* RECORDS TO USE:
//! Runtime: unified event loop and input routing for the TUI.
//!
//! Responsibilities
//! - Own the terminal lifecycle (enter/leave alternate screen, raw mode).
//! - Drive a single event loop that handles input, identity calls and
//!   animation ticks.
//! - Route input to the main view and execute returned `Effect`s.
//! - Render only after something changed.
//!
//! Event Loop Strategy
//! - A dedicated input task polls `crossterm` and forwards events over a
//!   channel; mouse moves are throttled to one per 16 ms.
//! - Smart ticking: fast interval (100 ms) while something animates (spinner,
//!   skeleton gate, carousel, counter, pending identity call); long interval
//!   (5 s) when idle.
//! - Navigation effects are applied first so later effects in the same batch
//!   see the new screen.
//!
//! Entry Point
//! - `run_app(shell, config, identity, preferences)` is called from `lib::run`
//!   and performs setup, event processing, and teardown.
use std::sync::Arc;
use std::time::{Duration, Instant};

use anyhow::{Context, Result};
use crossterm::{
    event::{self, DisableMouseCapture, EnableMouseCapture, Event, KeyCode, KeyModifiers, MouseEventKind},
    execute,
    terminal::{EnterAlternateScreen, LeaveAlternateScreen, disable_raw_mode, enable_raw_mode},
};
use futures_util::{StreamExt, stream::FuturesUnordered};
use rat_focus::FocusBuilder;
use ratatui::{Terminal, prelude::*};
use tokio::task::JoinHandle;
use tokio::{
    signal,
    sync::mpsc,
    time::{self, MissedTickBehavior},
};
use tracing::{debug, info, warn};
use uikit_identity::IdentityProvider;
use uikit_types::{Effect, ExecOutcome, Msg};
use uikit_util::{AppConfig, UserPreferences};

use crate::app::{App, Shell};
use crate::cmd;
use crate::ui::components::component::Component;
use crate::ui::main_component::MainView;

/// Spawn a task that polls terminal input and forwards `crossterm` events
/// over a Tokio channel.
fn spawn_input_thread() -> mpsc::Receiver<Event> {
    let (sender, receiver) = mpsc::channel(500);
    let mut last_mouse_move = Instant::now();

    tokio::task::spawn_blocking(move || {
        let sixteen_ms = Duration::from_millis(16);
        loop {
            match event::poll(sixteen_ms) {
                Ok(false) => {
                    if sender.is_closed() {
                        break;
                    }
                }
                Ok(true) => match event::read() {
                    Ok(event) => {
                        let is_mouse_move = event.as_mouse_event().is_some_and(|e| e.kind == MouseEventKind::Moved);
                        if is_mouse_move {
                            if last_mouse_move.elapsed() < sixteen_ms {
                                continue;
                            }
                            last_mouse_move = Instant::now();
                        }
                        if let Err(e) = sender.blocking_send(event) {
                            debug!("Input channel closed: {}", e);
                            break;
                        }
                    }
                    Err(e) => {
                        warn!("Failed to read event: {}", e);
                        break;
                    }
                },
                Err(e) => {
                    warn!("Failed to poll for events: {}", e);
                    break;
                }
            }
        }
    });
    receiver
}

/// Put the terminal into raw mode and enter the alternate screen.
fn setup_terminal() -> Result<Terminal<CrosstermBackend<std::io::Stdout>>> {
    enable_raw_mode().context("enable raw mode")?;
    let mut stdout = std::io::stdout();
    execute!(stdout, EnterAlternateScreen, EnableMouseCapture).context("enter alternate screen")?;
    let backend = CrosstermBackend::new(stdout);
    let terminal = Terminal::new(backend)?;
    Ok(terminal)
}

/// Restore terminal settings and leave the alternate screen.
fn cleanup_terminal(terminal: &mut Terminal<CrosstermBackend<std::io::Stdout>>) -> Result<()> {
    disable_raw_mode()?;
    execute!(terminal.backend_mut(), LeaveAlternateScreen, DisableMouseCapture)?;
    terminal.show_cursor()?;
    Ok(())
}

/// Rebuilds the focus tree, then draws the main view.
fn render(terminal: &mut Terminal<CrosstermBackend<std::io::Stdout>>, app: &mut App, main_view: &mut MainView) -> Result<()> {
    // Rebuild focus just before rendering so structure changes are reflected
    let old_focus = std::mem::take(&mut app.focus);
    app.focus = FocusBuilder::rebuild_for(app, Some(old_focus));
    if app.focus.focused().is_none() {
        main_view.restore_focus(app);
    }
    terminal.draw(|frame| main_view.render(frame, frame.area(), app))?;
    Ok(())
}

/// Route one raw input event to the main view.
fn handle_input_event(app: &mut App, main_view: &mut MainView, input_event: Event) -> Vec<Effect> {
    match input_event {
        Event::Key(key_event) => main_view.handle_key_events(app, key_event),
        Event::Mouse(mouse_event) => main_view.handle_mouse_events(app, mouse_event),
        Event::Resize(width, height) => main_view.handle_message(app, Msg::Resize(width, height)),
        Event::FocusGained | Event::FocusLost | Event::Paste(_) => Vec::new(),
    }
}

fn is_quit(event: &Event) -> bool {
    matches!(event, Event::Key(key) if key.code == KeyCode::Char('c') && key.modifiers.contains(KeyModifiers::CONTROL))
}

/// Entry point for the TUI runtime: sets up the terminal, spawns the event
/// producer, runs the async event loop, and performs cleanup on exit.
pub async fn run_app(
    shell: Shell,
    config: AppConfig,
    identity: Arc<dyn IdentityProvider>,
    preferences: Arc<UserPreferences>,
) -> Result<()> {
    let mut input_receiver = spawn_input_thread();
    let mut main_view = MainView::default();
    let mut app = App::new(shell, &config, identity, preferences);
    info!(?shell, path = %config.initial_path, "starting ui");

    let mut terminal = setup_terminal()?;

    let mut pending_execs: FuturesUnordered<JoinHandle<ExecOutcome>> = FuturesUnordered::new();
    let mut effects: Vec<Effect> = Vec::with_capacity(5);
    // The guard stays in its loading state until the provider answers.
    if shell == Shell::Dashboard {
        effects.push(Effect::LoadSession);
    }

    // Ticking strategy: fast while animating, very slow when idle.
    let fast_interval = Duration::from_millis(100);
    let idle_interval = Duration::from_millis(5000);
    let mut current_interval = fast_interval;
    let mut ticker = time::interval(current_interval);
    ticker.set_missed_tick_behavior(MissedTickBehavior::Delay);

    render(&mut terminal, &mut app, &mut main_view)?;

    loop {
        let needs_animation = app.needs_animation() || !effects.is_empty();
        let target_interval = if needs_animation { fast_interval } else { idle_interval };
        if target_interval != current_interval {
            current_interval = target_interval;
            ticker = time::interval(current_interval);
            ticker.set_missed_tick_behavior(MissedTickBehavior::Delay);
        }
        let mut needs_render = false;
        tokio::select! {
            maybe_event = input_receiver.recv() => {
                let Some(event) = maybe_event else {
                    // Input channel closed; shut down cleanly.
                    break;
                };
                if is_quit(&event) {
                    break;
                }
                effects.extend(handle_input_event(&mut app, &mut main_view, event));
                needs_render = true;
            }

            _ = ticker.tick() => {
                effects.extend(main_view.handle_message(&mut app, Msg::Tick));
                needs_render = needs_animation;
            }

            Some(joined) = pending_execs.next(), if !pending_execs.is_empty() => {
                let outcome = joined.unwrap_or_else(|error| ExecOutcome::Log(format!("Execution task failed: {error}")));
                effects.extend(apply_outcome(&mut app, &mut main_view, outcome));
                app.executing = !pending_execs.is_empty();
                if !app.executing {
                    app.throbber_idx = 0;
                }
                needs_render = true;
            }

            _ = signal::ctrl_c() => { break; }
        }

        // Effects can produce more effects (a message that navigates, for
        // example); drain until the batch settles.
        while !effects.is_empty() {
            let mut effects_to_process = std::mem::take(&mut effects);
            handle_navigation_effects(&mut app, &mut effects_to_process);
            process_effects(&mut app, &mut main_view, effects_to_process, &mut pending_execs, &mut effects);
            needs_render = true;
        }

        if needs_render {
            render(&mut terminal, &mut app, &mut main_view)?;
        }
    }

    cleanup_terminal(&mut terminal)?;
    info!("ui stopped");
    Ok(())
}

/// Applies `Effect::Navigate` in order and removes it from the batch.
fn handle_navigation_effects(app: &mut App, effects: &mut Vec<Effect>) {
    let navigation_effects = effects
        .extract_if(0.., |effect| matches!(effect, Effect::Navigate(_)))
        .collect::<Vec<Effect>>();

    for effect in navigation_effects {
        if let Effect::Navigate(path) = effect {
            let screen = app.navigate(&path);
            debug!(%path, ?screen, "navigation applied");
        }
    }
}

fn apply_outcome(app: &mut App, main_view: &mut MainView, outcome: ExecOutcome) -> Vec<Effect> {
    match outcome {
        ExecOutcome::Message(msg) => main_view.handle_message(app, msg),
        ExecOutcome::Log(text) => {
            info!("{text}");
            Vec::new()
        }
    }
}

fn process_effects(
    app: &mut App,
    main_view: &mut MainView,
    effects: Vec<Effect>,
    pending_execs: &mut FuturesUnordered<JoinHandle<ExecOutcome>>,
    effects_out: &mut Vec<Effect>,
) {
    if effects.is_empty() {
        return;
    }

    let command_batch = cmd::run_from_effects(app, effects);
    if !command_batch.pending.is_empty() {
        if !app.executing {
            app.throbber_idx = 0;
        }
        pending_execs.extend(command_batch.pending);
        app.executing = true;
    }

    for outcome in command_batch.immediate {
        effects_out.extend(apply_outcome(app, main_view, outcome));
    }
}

...

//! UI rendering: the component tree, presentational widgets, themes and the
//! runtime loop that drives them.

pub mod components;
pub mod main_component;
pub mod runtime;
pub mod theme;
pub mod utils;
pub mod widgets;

* WHAT YOU HAVE TO DO:
Taking the entries above, print exactly the lines starting at the line with "the batch settles." and ending at the line with "pending_execs.extend(command_batch.pending);", both included.

* RESULT OF THIS EXERCISE:
        // example); drain until the batch settles.
        while !effects.is_empty() {
            let mut effects_to_process = std::mem::take(&mut effects);
            handle_navigation_effects(&mut app, &mut effects_to_process);
            process_effects(&mut app, &mut main_view, effects_to_process, &mut pending_execs, &mut effects);
            needs_render = true;
        }

        if needs_render {
            render(&mut terminal, &mut app, &mut main_view)?;
        }
    }

    cleanup_terminal(&mut terminal)?;
    info!("ui stopped");
    Ok(())
}

/// Applies `Effect::Navigate` in order and removes it from the batch.
fn handle_navigation_effects(app: &mut App, effects: &mut Vec<Effect>) {
    let navigation_effects = effects
        .extract_if(0.., |effect| matches!(effect, Effect::Navigate(_)))
        .collect::<Vec<Effect>>();

    for effect in navigation_effects {
        if let Effect::Navigate(path) = effect {
            let screen = app.navigate(&path);
            debug!(%path, ?screen, "navigation applied");
        }
    }
}

fn apply_outcome(app: &mut App, main_view: &mut MainView, outcome: ExecOutcome) -> Vec<Effect> {
    match outcome {
        ExecOutcome::Message(msg) => main_view.handle_message(app, msg),
        ExecOutcome::Log(text) => {
            info!("{text}");
            Vec::new()
        }
    }
}

fn process_effects(
    app: &mut App,
    main_view: &mut MainView,
    effects: Vec<Effect>,
    pending_execs: &mut FuturesUnordered<JoinHandle<ExecOutcome>>,
    effects_out: &mut Vec<Effect>,
) {
    if effects.is_empty() {
        return;
    }

    let command_batch = cmd::run_from_effects(app, effects);
    if !command_batch.pending.is_empty() {
        if !app.executing {
            app.throbber_idx = 0;
        }
        pending_execs.extend(command_batch.pending);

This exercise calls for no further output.